I do hope Wheeler, should he go through with the surgery, has a speedy recovery; I’m looking forward to seeing him pitch when the Mets defend their world championship in 2016.

3. The problem with doing NCAA brackets this year is that, if you use your head, there’s no way to pick against Kentucky. The Wildcats are unbeaten. One game went to overtime. Most of the rest were blowouts.

Here’s the problem: I don’t like Kentucky.

Maybe it’s that I’m old enough to remember the Adolph Rupp years, when he would have nothing to do with African-American athletes. Maybe it’s the fact that it’s a basketball factory. Maybe it’s because it wins and it’s not in the Big Ten (although I really don’t like Ohio State, either).

Anyway, every time I do one of the brackets for any of the umpteen contests out there, I keep having Maryland, my daughter’s alma mater and no angel itself, knock off Kentucky in the regional semifinals.

So do I want to throw my $5 away and pick against the team that is, far and away, the odds-on favorite to win? Or do I see casting my dollar vote against the juggernaut as somehow finding a way to stop it from ultimate victory?

Go Terps! And, overall, Go Wisconsin!

4.   Speaking of the NCAAs, John Oliver was back on target last night. As much as I love the basketball tournament, there’s something grossly unfair about the way these athletes are treated.

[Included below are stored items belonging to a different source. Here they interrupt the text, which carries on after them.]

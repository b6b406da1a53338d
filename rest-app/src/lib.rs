//! Demo REST application
//!
//! Describes a few endpoint types, collects their routes at startup and
//! dispatches in-memory requests to handler closures with arguments bound by
//! `rest_binding`.

pub mod rest;

pub use rest::{AppError, RestApp, create_app};
//! End-to-end dispatch tests for the demo application

use proptest::prelude::*;
use rest_app::create_app;
use rest_app::rest::{HttpMethod, HttpRequest, RestApp, USER_HEADER};
use serde_json::json;

fn app() -> RestApp {
    create_app().expect("demo endpoints are well formed")
}

// =============================================================================
// Routes
// =============================================================================

#[test]
fn test_mounted_routes() {
    let app = app();
    let mut routes: Vec<String> = app.routes().map(|e| e.definition.to_string()).collect();
    routes.sort();

    assert_eq!(
        routes,
        vec![
            "GET /health",
            "GET /interface/echo",
            "GET /users",
            "GET /users/me",
            "GET /users/{id:[0-9]+}",
            "POST /users",
        ]
    );
}

#[test]
fn test_echo() {
    let response = app().handle(HttpRequest::get("/api/interface/echo?name=world"));

    assert_eq!(response.status, 200);
    assert_eq!(response.body, json!("world"));
}

#[test]
fn test_echo_decodes_query() {
    let response = app().handle(HttpRequest::get("/api/interface/echo?name=hello%20world"));
    assert_eq!(response.body, json!("hello world"));
}

#[test]
fn test_unknown_route() {
    let app = app();

    assert_eq!(app.handle(HttpRequest::get("/api/nothing")).status, 404);
    assert_eq!(app.handle(HttpRequest::get("/interface/echo")).status, 404);
    assert_eq!(
        app.handle(HttpRequest::new(HttpMethod::Delete, "/api/health")).status,
        404
    );
}

#[test]
fn test_health() {
    let response = app().handle(HttpRequest::get("/api/health"));

    assert!(response.is_success());
    assert_eq!(response.body["status"], "ok");
}

// =============================================================================
// Users
// =============================================================================

#[test]
fn test_get_user_by_regex_path() {
    let app = app();

    let response = app.handle(HttpRequest::get("/api/users/2"));
    assert_eq!(response.status, 200);
    assert_eq!(response.body["name"], "Bob");

    let response = app.handle(HttpRequest::get("/api/users/99"));
    assert_eq!(response.status, 404);
    assert_eq!(response.body["code"], "NOT_FOUND");
}

#[test]
fn test_non_numeric_id_does_not_match() {
    let response = app().handle(HttpRequest::get("/api/users/abc"));
    assert_eq!(response.status, 404);
}

#[test]
fn test_list_users_with_bean_filter_and_default_limit() {
    let app = app();

    let response = app.handle(HttpRequest::get("/api/users"));
    assert_eq!(response.body.as_array().map(Vec::len), Some(2));

    let response = app.handle(HttpRequest::get("/api/users?q=ali"));
    assert_eq!(response.body, json!([{ "id": 1, "name": "Alice", "email": "alice@example.com" }]));

    let response = app.handle(HttpRequest::get("/api/users?limit=1"));
    assert_eq!(response.body.as_array().map(Vec::len), Some(1));
}

#[test]
fn test_invalid_limit_is_client_error() {
    let response = app().handle(HttpRequest::get("/api/users?limit=many"));

    assert_eq!(response.status, 400);
    assert_eq!(response.body["code"], "INVALID_ARGUMENT");
    assert_eq!(response.body["route"], "/users");
    assert_eq!(response.body["method"], "list");
}

#[test]
fn test_create_user_from_json_body() {
    let app = app();
    let request = HttpRequest::post("/api/users")
        .with_header("Content-Type", "application/json")
        .with_body(r#"{"name":"Carol","email":"carol@example.com"}"#);

    let response = app.handle(request);

    assert_eq!(response.status, 200);
    assert_eq!(response.body["id"], 3);
    assert_eq!(app.context().db.count_users(), 3);
}

#[test]
fn test_create_user_with_malformed_body() {
    let response = app().handle(HttpRequest::post("/api/users").with_body("{not json"));

    assert_eq!(response.status, 400);
    assert_eq!(response.body["code"], "INVALID_ARGUMENT");
}

#[test]
fn test_create_user_without_body() {
    let response = app().handle(HttpRequest::post("/api/users"));

    assert_eq!(response.status, 400);
    assert_eq!(response.body["code"], "BAD_REQUEST");
}

#[test]
fn test_current_user_from_context() {
    let app = app();

    let response = app.handle(HttpRequest::get("/api/users/me").with_header(USER_HEADER, "ann"));
    assert_eq!(response.status, 200);
    assert_eq!(response.body, json!({ "name": "ann" }));

    let response = app.handle(HttpRequest::get("/api/users/me"));
    assert_eq!(response.status, 401);
}

proptest! {
    /// Property: echo returns any plain query value unchanged
    #[test]
    fn prop_echo_returns_name(name in "[a-zA-Z0-9]{1,20}") {
        let response = app().handle(HttpRequest::get(format!("/api/interface/echo?name={}", name)));
        prop_assert_eq!(response.status, 200);
        prop_assert_eq!(response.body, json!(name));
    }
}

Oliver pointed out some of the silly restrictions the players face — how, for instance, one student was suspended because a coach bought him a meal prior to a flight for a bereavement trip home. Then, on the other hand, there’s the hypocrisy of a coach getting $3 million a year saying that paying athletes would feed into the entitlement society.

The “Last Week Tonight” piece makes the NCAA hoopla seem more like a guilty pleasure. But it also makes another point. There’s nothing wrong with the tournament itself; it’s the unfairness of the system around it that’s troublesome. Those things can, and should, be fixed. And they can be fixed without the sacrifice of anything, including the lucrativeness, of the tournament.

5.   I hadn’t really been interested in HBO’s “The Jinx.” But now that I know how it ends, I’m a little curious.

6.   Bob Schieffer seemed really ticked off when he asked the wizard who came up with the Senate Republican letter to Iran, Cotton, if he planned to send letters to North Korea or anybody else. Cotton tried to smile it off. He still managed to look like a doofus.